-- WORK TASK --
Find the lines in these entries that include the word "TokenService" and state how many there are, with no other words.

[Data extracted from a collection]
+--
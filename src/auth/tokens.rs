// SPDX-License-Identifier: AGPL-3.0-or-later
//
// Copyright (C) 2026 Relational Network

//! Session token issuance and verification (HS256).
//!
//! ## Token Kinds
//!
//! | Kind      | Lifetime (default) | Accepted by            |
//! |-----------|--------------------|------------------------|
//! | `access`  | 15 minutes         | `Authorization: Bearer` |
//! | `refresh` | 7 days             | `POST /refresh-token`  |
//! | `reset`   | 15 minutes         | `POST /reset-password` |
//!
//! Reset tokens embed an HMAC fingerprint of the account's credential hash.
//! Changing the password changes the hash, so a reset token works once.

use base64ct::{Base64UrlUnpadded, Encoding};
use chrono::Utc;
use hmac::{Hmac, Mac};
use jsonwebtoken::{decode, encode, errors::ErrorKind, Algorithm, DecodingKey, EncodingKey, Header, Validation};
use serde::Serialize;
use sha2::Sha256;
use utoipa::ToSchema;

use super::claims::{SessionClaims, TokenKind};
use super::error::AuthError;
use super::roles::Role;

/// Clock skew tolerance (60 seconds).
const CLOCK_SKEW_LEEWAY: u64 = 60;

/// Lifetime of password reset tokens.
const RESET_TOKEN_TTL_SECS: i64 = 15 * 60;

type HmacSha256 = Hmac<Sha256>;

/// Access/refresh pair returned by login and refresh.
#[derive(Debug, Clone, Serialize, ToSchema)]
pub struct TokenPair {
    pub access_token: String,
    pub refresh_token: String,
    /// Always `Bearer`.
    pub token_type: String,
    /// Access token lifetime in seconds.
    pub expires_in: i64,
}

/// Signs and verifies session tokens with a shared secret.
pub struct TokenService {
    secret: Vec<u8>,
    encoding_key: EncodingKey,
    decoding_key: DecodingKey,
    access_ttl_secs: i64,
    refresh_ttl_secs: i64,
}

impl TokenService {
    pub fn new(secret: &[u8], access_ttl_secs: i64, refresh_ttl_secs: i64) -> Self {
        Self {
            secret: secret.to_vec(),
            encoding_key: EncodingKey::from_secret(secret),
            decoding_key: DecodingKey::from_secret(secret),
            access_ttl_secs,
            refresh_ttl_secs,
        }
    }

    /// Issue a fresh access/refresh pair for a user.
    pub fn issue_pair(&self, user_id: u64, role: Role) -> Result<TokenPair, AuthError> {
        Ok(TokenPair {
            access_token: self.issue(user_id, role, TokenKind::Access, None)?,
            refresh_token: self.issue(user_id, role, TokenKind::Refresh, None)?,
            token_type: "Bearer".to_string(),
            expires_in: self.access_ttl_secs,
        })
    }

    /// Issue a password reset token bound to the current credential hash.
    pub fn issue_reset(
        &self,
        user_id: u64,
        role: Role,
        password_hash: &str,
    ) -> Result<String, AuthError> {
        let fingerprint = self.fingerprint(password_hash)?;
        self.issue(user_id, role, TokenKind::Reset, Some(fingerprint))
    }

    fn issue(
        &self,
        user_id: u64,
        role: Role,
        kind: TokenKind,
        fpr: Option<String>,
    ) -> Result<String, AuthError> {
        let ttl = match kind {
            TokenKind::Access => self.access_ttl_secs,
            TokenKind::Refresh => self.refresh_ttl_secs,
            TokenKind::Reset => RESET_TOKEN_TTL_SECS,
        };
        let iat = Utc::now().timestamp();
        let claims = SessionClaims {
            sub: user_id.to_string(),
            role,
            kind,
            iat,
            exp: iat + ttl,
            jti: uuid::Uuid::new_v4().to_string(),
            fpr,
        };

        encode(&Header::new(Algorithm::HS256), &claims, &self.encoding_key)
            .map_err(|e| AuthError::InternalError(format!("token signing failed: {e}")))
    }

    /// Verify signature and expiry, then check the token's kind.
    pub fn verify(&self, token: &str, expected: TokenKind) -> Result<SessionClaims, AuthError> {
        let mut validation = Validation::new(Algorithm::HS256);
        validation.leeway = CLOCK_SKEW_LEEWAY;

        let token_data = decode::<SessionClaims>(token, &self.decoding_key, &validation)
            .map_err(|e| match e.kind() {
                ErrorKind::ExpiredSignature => AuthError::TokenExpired,
                ErrorKind::InvalidSignature => AuthError::InvalidSignature,
                _ => AuthError::MalformedToken,
            })?;

        if token_data.claims.kind != expected {
            return Err(AuthError::WrongTokenKind);
        }
        Ok(token_data.claims)
    }

    /// Check that a reset token was minted against `password_hash`.
    pub fn fingerprint_matches(&self, claims: &SessionClaims, password_hash: &str) -> bool {
        let Some(encoded) = claims.fpr.as_deref() else {
            return false;
        };
        let Ok(expected) = Base64UrlUnpadded::decode_vec(encoded) else {
            return false;
        };
        match self.mac(password_hash) {
            Ok(mac) => mac.verify_slice(&expected).is_ok(),
            Err(_) => false,
        }
    }

    fn fingerprint(&self, password_hash: &str) -> Result<String, AuthError> {
        let tag = self.mac(password_hash)?.finalize().into_bytes();
        Ok(Base64UrlUnpadded::encode_string(&tag))
    }

    fn mac(&self, password_hash: &str) -> Result<HmacSha256, AuthError> {
        let mut mac = HmacSha256::new_from_slice(&self.secret)
            .map_err(|e| AuthError::InternalError(format!("hmac key rejected: {e}")))?;
        mac.update(password_hash.as_bytes());
        Ok(mac)
    }
}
+--
-- RESULT OF THIS EXERCISE --
2